Work to be completed:
All that is needed is each line of the entries holding the word "RuleResult", copied as it stands.

· · · · ·

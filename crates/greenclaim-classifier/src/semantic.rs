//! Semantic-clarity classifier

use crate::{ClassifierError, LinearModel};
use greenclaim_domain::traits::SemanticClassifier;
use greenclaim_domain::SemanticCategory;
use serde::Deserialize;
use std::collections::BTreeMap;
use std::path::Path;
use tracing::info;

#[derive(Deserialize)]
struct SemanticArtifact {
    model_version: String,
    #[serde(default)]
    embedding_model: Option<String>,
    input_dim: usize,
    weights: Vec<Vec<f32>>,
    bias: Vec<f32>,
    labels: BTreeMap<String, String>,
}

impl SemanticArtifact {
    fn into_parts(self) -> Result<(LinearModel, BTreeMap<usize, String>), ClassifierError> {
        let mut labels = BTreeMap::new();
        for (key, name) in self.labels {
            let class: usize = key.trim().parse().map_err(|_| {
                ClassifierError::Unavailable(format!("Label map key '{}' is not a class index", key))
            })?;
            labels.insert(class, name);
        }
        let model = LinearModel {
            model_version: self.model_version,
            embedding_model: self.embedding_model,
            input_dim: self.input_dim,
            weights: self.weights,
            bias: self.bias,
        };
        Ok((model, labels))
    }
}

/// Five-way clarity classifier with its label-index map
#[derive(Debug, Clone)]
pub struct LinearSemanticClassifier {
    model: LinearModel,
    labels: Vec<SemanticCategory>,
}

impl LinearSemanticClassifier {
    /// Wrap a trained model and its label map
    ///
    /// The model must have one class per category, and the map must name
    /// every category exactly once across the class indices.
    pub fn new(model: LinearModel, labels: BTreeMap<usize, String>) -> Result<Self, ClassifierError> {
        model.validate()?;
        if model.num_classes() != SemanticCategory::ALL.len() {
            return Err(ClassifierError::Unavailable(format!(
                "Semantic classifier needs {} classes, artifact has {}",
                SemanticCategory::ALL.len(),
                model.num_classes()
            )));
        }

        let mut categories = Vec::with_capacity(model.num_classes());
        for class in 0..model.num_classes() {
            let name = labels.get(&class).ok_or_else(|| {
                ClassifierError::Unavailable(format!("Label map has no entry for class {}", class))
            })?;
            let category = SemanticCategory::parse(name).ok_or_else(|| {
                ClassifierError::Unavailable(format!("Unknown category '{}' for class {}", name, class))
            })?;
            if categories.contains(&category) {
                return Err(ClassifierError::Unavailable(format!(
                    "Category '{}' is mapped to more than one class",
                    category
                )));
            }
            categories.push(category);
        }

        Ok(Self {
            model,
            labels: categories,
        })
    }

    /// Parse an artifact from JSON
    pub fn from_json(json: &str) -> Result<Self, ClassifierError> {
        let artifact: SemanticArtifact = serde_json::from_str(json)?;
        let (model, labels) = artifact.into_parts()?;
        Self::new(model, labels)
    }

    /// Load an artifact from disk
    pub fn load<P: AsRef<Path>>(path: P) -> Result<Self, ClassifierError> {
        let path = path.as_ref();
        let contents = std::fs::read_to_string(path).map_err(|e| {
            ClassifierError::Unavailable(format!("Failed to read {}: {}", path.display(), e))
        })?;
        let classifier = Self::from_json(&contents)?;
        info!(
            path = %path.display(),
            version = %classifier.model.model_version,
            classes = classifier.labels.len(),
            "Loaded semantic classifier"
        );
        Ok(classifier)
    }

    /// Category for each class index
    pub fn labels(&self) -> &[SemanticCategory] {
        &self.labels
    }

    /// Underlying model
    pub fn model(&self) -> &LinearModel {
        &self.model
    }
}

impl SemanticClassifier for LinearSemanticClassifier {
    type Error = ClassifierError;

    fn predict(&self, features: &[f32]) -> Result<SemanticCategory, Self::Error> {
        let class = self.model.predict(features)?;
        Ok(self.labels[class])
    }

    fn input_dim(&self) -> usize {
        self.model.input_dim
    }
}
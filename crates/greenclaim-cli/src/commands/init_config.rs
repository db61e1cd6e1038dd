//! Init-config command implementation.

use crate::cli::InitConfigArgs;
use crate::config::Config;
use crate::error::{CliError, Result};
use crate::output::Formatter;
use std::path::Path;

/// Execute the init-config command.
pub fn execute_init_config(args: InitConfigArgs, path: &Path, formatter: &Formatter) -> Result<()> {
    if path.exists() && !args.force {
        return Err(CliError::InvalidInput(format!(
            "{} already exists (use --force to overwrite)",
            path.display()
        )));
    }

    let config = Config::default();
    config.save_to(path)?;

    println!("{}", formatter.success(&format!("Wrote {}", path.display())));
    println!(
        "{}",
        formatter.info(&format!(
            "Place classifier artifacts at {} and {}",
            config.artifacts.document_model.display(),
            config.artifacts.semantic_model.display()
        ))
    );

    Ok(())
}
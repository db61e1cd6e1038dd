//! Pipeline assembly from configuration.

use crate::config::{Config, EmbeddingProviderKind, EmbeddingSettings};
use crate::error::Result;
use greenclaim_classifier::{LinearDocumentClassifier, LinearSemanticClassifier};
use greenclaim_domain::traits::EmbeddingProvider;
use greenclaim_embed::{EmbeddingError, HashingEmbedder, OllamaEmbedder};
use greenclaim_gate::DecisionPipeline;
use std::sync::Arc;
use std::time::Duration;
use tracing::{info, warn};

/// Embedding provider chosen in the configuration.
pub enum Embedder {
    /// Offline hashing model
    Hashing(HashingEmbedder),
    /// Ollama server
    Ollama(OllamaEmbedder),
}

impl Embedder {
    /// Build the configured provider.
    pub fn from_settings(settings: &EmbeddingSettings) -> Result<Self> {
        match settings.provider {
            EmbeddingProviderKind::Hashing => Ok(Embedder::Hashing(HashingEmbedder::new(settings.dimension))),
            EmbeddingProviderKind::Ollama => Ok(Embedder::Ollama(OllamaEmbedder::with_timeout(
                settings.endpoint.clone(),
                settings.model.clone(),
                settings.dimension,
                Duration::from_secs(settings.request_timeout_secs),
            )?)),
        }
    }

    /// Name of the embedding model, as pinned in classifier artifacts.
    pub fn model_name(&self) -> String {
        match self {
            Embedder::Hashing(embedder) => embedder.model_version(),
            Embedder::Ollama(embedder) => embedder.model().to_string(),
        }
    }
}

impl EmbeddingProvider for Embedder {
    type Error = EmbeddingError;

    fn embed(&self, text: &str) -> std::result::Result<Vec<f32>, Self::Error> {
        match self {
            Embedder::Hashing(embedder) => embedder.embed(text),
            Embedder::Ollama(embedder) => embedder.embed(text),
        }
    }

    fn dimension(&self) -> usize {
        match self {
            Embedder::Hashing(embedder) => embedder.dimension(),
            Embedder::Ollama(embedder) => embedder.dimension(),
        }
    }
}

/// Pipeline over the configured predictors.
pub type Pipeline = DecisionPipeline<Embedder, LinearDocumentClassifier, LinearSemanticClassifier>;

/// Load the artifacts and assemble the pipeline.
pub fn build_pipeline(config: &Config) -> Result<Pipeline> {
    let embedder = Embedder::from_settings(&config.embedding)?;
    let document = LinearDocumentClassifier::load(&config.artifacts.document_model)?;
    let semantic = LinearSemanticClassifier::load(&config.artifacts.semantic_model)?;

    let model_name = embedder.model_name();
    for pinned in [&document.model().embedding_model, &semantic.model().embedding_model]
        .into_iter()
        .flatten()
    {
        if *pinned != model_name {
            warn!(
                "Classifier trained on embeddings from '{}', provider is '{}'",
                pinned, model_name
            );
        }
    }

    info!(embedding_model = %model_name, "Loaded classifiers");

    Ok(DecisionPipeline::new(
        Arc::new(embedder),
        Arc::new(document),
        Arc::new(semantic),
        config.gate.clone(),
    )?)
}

· · · · ·

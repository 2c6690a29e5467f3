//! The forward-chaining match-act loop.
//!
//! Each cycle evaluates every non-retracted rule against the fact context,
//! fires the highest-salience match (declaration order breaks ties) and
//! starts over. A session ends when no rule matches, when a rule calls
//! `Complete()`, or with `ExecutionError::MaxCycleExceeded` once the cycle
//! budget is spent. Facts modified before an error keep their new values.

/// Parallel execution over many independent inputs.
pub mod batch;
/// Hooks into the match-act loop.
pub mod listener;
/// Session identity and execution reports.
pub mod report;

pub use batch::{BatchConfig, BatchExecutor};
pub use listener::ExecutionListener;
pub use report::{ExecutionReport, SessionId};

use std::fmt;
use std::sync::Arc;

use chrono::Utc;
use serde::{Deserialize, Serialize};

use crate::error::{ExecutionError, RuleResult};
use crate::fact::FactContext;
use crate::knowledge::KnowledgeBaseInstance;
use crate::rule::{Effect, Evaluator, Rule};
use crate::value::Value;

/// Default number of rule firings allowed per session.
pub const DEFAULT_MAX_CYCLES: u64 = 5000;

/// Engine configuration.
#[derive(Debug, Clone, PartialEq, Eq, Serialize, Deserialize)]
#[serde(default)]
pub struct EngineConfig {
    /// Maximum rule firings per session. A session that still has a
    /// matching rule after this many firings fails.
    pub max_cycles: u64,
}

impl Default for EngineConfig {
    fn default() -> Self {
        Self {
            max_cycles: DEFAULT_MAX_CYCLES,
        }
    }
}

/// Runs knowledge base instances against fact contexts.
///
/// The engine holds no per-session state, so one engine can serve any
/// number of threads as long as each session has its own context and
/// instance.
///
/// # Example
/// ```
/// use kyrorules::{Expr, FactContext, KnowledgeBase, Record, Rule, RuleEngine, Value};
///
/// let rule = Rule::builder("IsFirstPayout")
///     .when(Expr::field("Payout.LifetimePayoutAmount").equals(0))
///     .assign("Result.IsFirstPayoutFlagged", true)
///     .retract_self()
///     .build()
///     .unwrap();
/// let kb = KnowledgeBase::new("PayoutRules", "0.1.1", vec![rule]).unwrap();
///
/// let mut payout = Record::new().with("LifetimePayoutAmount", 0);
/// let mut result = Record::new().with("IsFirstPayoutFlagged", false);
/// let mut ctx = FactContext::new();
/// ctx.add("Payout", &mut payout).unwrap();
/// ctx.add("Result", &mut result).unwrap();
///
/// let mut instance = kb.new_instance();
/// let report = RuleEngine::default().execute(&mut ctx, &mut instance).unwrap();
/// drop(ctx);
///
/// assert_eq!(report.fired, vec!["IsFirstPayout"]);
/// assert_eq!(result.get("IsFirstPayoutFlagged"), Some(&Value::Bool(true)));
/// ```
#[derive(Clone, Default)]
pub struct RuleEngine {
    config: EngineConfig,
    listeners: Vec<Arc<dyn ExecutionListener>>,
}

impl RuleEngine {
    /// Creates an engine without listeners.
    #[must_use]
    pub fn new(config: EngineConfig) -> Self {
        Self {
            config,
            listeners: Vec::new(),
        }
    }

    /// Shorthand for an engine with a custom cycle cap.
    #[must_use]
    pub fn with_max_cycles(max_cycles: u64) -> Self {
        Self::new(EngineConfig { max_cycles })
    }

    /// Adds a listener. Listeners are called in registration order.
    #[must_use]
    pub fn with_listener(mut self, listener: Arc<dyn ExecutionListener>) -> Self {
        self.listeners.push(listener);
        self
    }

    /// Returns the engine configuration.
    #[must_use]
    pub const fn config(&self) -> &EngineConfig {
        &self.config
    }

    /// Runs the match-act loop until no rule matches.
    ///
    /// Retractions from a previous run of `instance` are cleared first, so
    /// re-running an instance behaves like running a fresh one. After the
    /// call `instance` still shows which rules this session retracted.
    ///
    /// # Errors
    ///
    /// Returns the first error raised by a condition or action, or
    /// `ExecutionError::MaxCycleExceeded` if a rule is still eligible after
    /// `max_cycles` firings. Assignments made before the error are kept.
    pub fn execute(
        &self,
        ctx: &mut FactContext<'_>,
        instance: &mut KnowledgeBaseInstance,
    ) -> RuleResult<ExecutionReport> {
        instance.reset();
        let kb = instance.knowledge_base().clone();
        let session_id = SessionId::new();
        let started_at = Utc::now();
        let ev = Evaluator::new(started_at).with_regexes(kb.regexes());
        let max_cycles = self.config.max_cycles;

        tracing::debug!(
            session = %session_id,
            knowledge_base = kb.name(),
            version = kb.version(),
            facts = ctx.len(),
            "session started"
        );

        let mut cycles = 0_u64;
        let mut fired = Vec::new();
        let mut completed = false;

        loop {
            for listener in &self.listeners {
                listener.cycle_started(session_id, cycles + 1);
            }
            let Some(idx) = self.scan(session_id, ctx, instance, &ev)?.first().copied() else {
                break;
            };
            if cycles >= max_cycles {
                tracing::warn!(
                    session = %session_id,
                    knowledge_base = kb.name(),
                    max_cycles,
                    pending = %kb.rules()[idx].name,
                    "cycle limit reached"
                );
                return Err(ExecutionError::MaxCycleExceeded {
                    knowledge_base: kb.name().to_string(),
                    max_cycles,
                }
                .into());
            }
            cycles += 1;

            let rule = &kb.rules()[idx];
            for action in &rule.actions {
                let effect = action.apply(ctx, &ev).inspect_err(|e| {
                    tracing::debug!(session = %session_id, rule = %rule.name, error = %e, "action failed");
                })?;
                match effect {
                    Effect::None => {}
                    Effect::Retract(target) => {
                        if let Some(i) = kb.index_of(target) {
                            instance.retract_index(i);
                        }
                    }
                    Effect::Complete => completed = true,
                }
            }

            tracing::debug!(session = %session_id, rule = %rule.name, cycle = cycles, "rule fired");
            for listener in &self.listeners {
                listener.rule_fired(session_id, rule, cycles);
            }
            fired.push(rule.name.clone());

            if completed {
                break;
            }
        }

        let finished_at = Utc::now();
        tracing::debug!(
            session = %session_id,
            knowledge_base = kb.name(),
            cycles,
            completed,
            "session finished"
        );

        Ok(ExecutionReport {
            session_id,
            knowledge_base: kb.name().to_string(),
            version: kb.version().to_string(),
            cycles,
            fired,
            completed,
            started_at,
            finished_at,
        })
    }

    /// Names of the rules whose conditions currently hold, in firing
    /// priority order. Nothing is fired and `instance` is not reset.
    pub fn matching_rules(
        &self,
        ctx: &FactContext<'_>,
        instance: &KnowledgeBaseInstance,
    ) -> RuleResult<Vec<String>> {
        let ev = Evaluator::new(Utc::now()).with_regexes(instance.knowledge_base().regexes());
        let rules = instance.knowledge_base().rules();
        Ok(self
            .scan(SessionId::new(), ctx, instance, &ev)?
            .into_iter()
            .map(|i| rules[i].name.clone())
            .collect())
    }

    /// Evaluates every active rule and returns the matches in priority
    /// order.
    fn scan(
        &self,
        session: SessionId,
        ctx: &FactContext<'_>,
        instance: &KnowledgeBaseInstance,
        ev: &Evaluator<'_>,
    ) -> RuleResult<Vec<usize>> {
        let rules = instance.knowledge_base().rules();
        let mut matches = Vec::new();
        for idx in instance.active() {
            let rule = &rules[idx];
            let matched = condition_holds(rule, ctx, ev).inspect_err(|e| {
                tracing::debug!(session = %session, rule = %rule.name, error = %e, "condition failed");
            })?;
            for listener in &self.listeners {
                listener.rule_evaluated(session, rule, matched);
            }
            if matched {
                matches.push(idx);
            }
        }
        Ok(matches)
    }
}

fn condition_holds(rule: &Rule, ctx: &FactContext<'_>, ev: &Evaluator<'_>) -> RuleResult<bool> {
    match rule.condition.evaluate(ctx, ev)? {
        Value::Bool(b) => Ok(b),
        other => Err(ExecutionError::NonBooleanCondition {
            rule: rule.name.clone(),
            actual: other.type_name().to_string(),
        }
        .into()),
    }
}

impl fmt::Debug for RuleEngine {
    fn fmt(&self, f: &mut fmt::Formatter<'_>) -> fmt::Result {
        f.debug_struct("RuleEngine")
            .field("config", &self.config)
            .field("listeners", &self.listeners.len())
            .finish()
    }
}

· · · · ·

Output of the exercise:
use crate::error::{ExecutionError, RuleResult};
    ) -> RuleResult<ExecutionReport> {
    ) -> RuleResult<Vec<String>> {
    ) -> RuleResult<Vec<usize>> {
fn condition_holds(rule: &Rule, ctx: &FactContext<'_>, ev: &Evaluator<'_>) -> RuleResult<bool> {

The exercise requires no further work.